There is an almighty locomotive train of a consensus coming down the tracks at us: taxation. Many commentators are demanding that tax increases be substantial and immediate. Can this help resolve the crisis? The answer is: yes and no and, in some cases, it can make it worse. Taxation is, after all, an instrument; like the proverbial flame thrower, if we don’t how to use it or what we are using it for, we could do ourselves a serious injury.
Let’s start with a first principle: in the long term, taxation will have to rise. Even if there wasn't a recession it would have to rise: to boost our public services, social protection our physical and social infrastructure to a modern European benchmark. Add in our structural deficit and paying off all this borrowing and, yes, tax increases are on the agenda.
But if we react in an unthinking manner, we could end up deepening and extending the recession. And if we take the advice of the likes of Stephen Collins and Patrick Honohan, that’s exactly what will happen, with little fiscal benefit to show for.
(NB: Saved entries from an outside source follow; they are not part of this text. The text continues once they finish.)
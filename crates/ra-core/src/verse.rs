use std::collections::HashMap;
use std::fmt;

use serde::{Deserialize, Serialize};

use crate::error::{RaError, Result};

// ---------------------------------------------------------------------------
// Book identifiers
// ---------------------------------------------------------------------------

/// Canonical three-letter book codes in canonical order (1 = GEN .. 66 = REV).
pub const BOOK_IDS: [&str; 66] = [
    "GEN", "EXO", "LEV", "NUM", "DEU", "JOS", "JDG", "RUT", "1SA", "2SA", "1KI", "2KI", "1CH",
    "2CH", "EZR", "NEH", "EST", "JOB", "PSA", "PRO", "ECC", "SNG", "ISA", "JER", "LAM", "EZK",
    "DAN", "HOS", "JOL", "AMO", "OBA", "JON", "MIC", "NAM", "HAB", "ZEP", "HAG", "ZEC", "MAL",
    "MAT", "MRK", "LUK", "JHN", "ACT", "ROM", "1CO", "2CO", "GAL", "EPH", "PHP", "COL", "1TH",
    "2TH", "1TI", "2TI", "TIT", "PHM", "HEB", "JAS", "1PE", "2PE", "1JN", "2JN", "3JN", "JUD",
    "REV",
];

/// Return the 1-based canonical number of `book_id`, or `None` when the code
/// is not a known canonical book.
pub fn book_number(book_id: &str) -> Option<u8> {
    BOOK_IDS
        .iter()
        .position(|b| b.eq_ignore_ascii_case(book_id))
        .map(|i| (i + 1) as u8)
}

/// Inverse of [`book_number`].
pub fn book_id(book_number: u8) -> Option<&'static str> {
    BOOK_IDS.get((book_number as usize).checked_sub(1)?).copied()
}

// ---------------------------------------------------------------------------
// VerseRef
// ---------------------------------------------------------------------------

/// A (book, chapter, verse) triple.
///
/// A `VerseRef` carries no versification of its own; callers always know which
/// [`Versification`] a reference belongs to and convert explicitly before
/// comparing references that come from different texts. Ordering is
/// canonical: book, then chapter, then verse.
#[derive(Debug, Clone, Copy, PartialEq, Eq, Hash, PartialOrd, Ord, Serialize, Deserialize)]
pub struct VerseRef {
    pub book: u8,
    pub chapter: u32,
    pub verse: u32,
}

impl VerseRef {
    pub fn new(book: u8, chapter: u32, verse: u32) -> Self {
        Self {
            book,
            chapter,
            verse,
        }
    }

    /// Parse `"PSA 10:1"`.
    pub fn parse(s: &str) -> Result<Self> {
        let s = s.trim();
        let (book, cv) = s
            .split_once(' ')
            .ok_or_else(|| RaError::InvalidInput(format!("malformed verse reference: {s}")))?;
        let book = book_number(book)
            .ok_or_else(|| RaError::InvalidInput(format!("unknown book: {book}")))?;
        let (chapter, verse) = parse_chapter_verse(cv.trim())?;
        Ok(Self::new(book, chapter, verse))
    }
}

impl fmt::Display for VerseRef {
    fn fmt(&self, f: &mut fmt::Formatter<'_>) -> fmt::Result {
        write!(
            f,
            "{} {}:{}",
            book_id(self.book).unwrap_or("???"),
            self.chapter,
            self.verse
        )
    }
}

fn parse_chapter_verse(s: &str) -> Result<(u32, u32)> {
    let (c, v) = s
        .split_once(':')
        .ok_or_else(|| RaError::InvalidInput(format!("expected chapter:verse, got {s}")))?;
    let chapter = c
        .parse()
        .map_err(|_| RaError::InvalidInput(format!("bad chapter number: {c}")))?;
    let verse = v
        .parse()
        .map_err(|_| RaError::InvalidInput(format!("bad verse number: {v}")))?;
    Ok((chapter, verse))
}

// ---------------------------------------------------------------------------
// Versification
// ---------------------------------------------------------------------------

/// A named versification table.
///
/// Every table maps its own references onto a shared "original" scheme;
/// references that have no explicit mapping are the same in both. Converting
/// between two tables therefore goes `self -> original -> target`.
#[derive(Debug, Clone, Default)]
pub struct Versification {
    name: String,
    to_original: HashMap<VerseRef, VerseRef>,
    from_original: HashMap<VerseRef, VerseRef>,
    last_verses: HashMap<(u8, u32), u32>,
}

impl Versification {
    pub fn new(name: impl Into<String>) -> Self {
        Self {
            name: name.into(),
            ..Default::default()
        }
    }

    /// The plain English table: no mappings at all.
    pub fn english() -> Self {
        Self::new("English")
    }

    pub fn name(&self) -> &str {
        &self.name
    }

    /// Declare that `local` in this table corresponds to `original`.
    pub fn with_mapping(mut self, local: VerseRef, original: VerseRef) -> Self {
        self.add_mapping(local, original);
        self
    }

    /// Record the number of the last verse of `chapter`.
    pub fn with_last_verse(mut self, book: u8, chapter: u32, last_verse: u32) -> Self {
        self.last_verses.insert((book, chapter), last_verse);
        self
    }

    fn add_mapping(&mut self, local: VerseRef, original: VerseRef) {
        self.to_original.insert(local, original);
        self.from_original.insert(original, local);
    }

    /// Parse a table in the line format used by `.vrs` files:
    ///
    /// ```text
    /// # comment
    /// PSA 1:6 2:12 3:8          (last verse of each chapter)
    /// PSA 10:0 = PSA 9:22       (local = original)
    /// ROM 14:24-26 = ROM 16:25-27
    /// ```
    pub fn parse(name: impl Into<String>, text: &str) -> Result<Self> {
        let mut vers = Self::new(name);
        for raw in text.lines() {
            let line = raw.trim().trim_start_matches("#!").trim();
            if line.is_empty() || line.starts_with('#') {
                continue;
            }
            if let Some((local, original)) = line.split_once('=') {
                vers.parse_mapping(local.trim(), original.trim())?;
            } else {
                vers.parse_last_verses(line)?;
            }
        }
        Ok(vers)
    }

    fn parse_mapping(&mut self, local: &str, original: &str) -> Result<()> {
        let (local_start, local_len) = parse_ref_range(local)?;
        let (orig_start, orig_len) = parse_ref_range(original)?;
        if local_len != orig_len {
            return Err(RaError::InvalidInput(format!(
                "mapping ranges differ in length: {local} = {original}"
            )));
        }
        for offset in 0..local_len {
            self.add_mapping(
                VerseRef::new(local_start.book, local_start.chapter, local_start.verse + offset),
                VerseRef::new(orig_start.book, orig_start.chapter, orig_start.verse + offset),
            );
        }
        Ok(())
    }

    fn parse_last_verses(&mut self, line: &str) -> Result<()> {
        let mut parts = line.split_whitespace();
        let book_code = parts.next().unwrap_or_default();
        let book = book_number(book_code)
            .ok_or_else(|| RaError::InvalidInput(format!("unknown book: {book_code}")))?;
        for cv in parts {
            let (chapter, last) = parse_chapter_verse(cv)?;
            self.last_verses.insert((book, chapter), last);
        }
        Ok(())
    }

    pub fn last_verse(&self, book: u8, chapter: u32) -> Option<u32> {
        self.last_verses.get(&(book, chapter)).copied()
    }

    pub fn to_original(&self, vref: VerseRef) -> VerseRef {
        self.to_original.get(&vref).copied().unwrap_or(vref)
    }

    pub fn from_original(&self, vref: VerseRef) -> VerseRef {
        self.from_original.get(&vref).copied().unwrap_or(vref)
    }

    /// Convert `vref`, expressed in this table, into `target`.
    pub fn convert(&self, vref: VerseRef, target: &Versification) -> VerseRef {
        if self.name == target.name {
            return vref;
        }
        target.from_original(self.to_original(vref))
    }

    /// The verse immediately preceding `vref`.
    ///
    /// Verse 0 of a chapter steps back to the last verse of the previous
    /// chapter when this table knows it; otherwise the reference is returned
    /// unchanged.
    pub fn previous_verse(&self, vref: VerseRef) -> VerseRef {
        if vref.verse > 0 {
            return VerseRef::new(vref.book, vref.chapter, vref.verse - 1);
        }
        match vref.chapter.checked_sub(1).filter(|c| *c > 0) {
            Some(prev) => match self.last_verse(vref.book, prev) {
                Some(last) => VerseRef::new(vref.book, prev, last),
                None => vref,
            },
            None => vref,
        }
    }
}

/// Parse `"ROM 14:24-26"` into its first reference and the number of verses.
fn parse_ref_range(s: &str) -> Result<(VerseRef, u32)> {
    match s.rsplit_once('-') {
        Some((start, end)) if !end.contains(':') => {
            let start = VerseRef::parse(start)?;
            let end: u32 = end
                .trim()
                .parse()
                .map_err(|_| RaError::InvalidInput(format!("bad verse range: {s}")))?;
            if end < start.verse {
                return Err(RaError::InvalidInput(format!("descending verse range: {s}")));
            }
            Ok((start, end - start.verse + 1))
        }
        _ => Ok((VerseRef::parse(s)?, 1)),
    }
}

// ---------------------------------------------------------------------------
// Tests
// ---------------------------------------------------------------------------

#[cfg(test)]
mod tests {
    use super::*;

    #[test]
    fn book_numbers_round_trip() {
        assert_eq!(book_number("GEN"), Some(1));
        assert_eq!(book_number("mrk"), Some(41));
        assert_eq!(book_number("REV"), Some(66));
        assert_eq!(book_number("XYZ"), None);
        assert_eq!(book_id(41), Some("MRK"));
        assert_eq!(book_id(0), None);
    }

    #[test]
    fn verse_refs_order_canonically() {
        let a = VerseRef::new(41, 1, 20);
        let b = VerseRef::new(41, 2, 1);
        let c = VerseRef::new(42, 1, 1);
        assert!(a < b);
        assert!(b < c);
    }

    #[test]
    fn parse_and_display() {
        let v = VerseRef::parse("PSA 10:1").unwrap();
        assert_eq!(v, VerseRef::new(19, 10, 1));
        assert_eq!(v.to_string(), "PSA 10:1");
        assert!(VerseRef::parse("PSA10:1").is_err());
        assert!(VerseRef::parse("PSA 10").is_err());
    }

    #[test]
    fn conversion_goes_through_original() {
        let psa = book_number("PSA").unwrap();
        let vulgate = Versification::new("Vulgate")
            .with_mapping(VerseRef::new(psa, 9, 22), VerseRef::new(psa, 10, 1));
        let english = Versification::english();

        assert_eq!(
            vulgate.convert(VerseRef::new(psa, 9, 22), &english),
            VerseRef::new(psa, 10, 1)
        );
        assert_eq!(
            english.convert(VerseRef::new(psa, 10, 1), &vulgate),
            VerseRef::new(psa, 9, 22)
        );
        // Unmapped references pass through.
        assert_eq!(
            english.convert(VerseRef::new(psa, 3, 4), &vulgate),
            VerseRef::new(psa, 3, 4)
        );
    }

    #[test]
    fn parse_vrs_lines() {
        let text = "# test table\nROM 14:26 15:33 16:24\nROM 14:24-26 = ROM 16:25-27\n";
        let vers = Versification::parse("Test", text).unwrap();
        assert_eq!(vers.last_verse(45, 14), Some(26));
        assert_eq!(vers.last_verse(45, 16), Some(24));
        assert_eq!(
            vers.to_original(VerseRef::new(45, 14, 25)),
            VerseRef::new(45, 16, 26)
        );
    }

    #[test]
    fn parse_rejects_mismatched_ranges() {
        assert!(Versification::parse("Bad", "ROM 14:24-26 = ROM 16:25").is_err());
    }

    #[test]
    fn previous_verse_steps_over_chapter_start() {
        let vers = Versification::english().with_last_verse(19, 9, 20);
        assert_eq!(
            vers.previous_verse(VerseRef::new(19, 10, 0)),
            VerseRef::new(19, 9, 20)
        );
        assert_eq!(
            vers.previous_verse(VerseRef::new(19, 10, 5)),
            VerseRef::new(19, 10, 4)
        );
        // Unknown chapter length leaves verse 0 alone.
        assert_eq!(
            vers.previous_verse(VerseRef::new(19, 12, 0)),
            VerseRef::new(19, 12, 0)
        );
    }
}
Let’s take an example (and here I borrow a concept discussed by Frederick Bastiat, courtesy of a link from Graham at the Irish Liberty Forum; ‘what is seen and what is unseen').
In the last budget, the Government introduced two measures: an income levy and an increase of half-a-percent in VAT, which were intended to raise €1.2 billion and €227 million respectively. That is what is seen. But what about ‘the unseen’, the effect these two measures are having on economic activity. That these are more difficult to measure doesn’t lessen their impact.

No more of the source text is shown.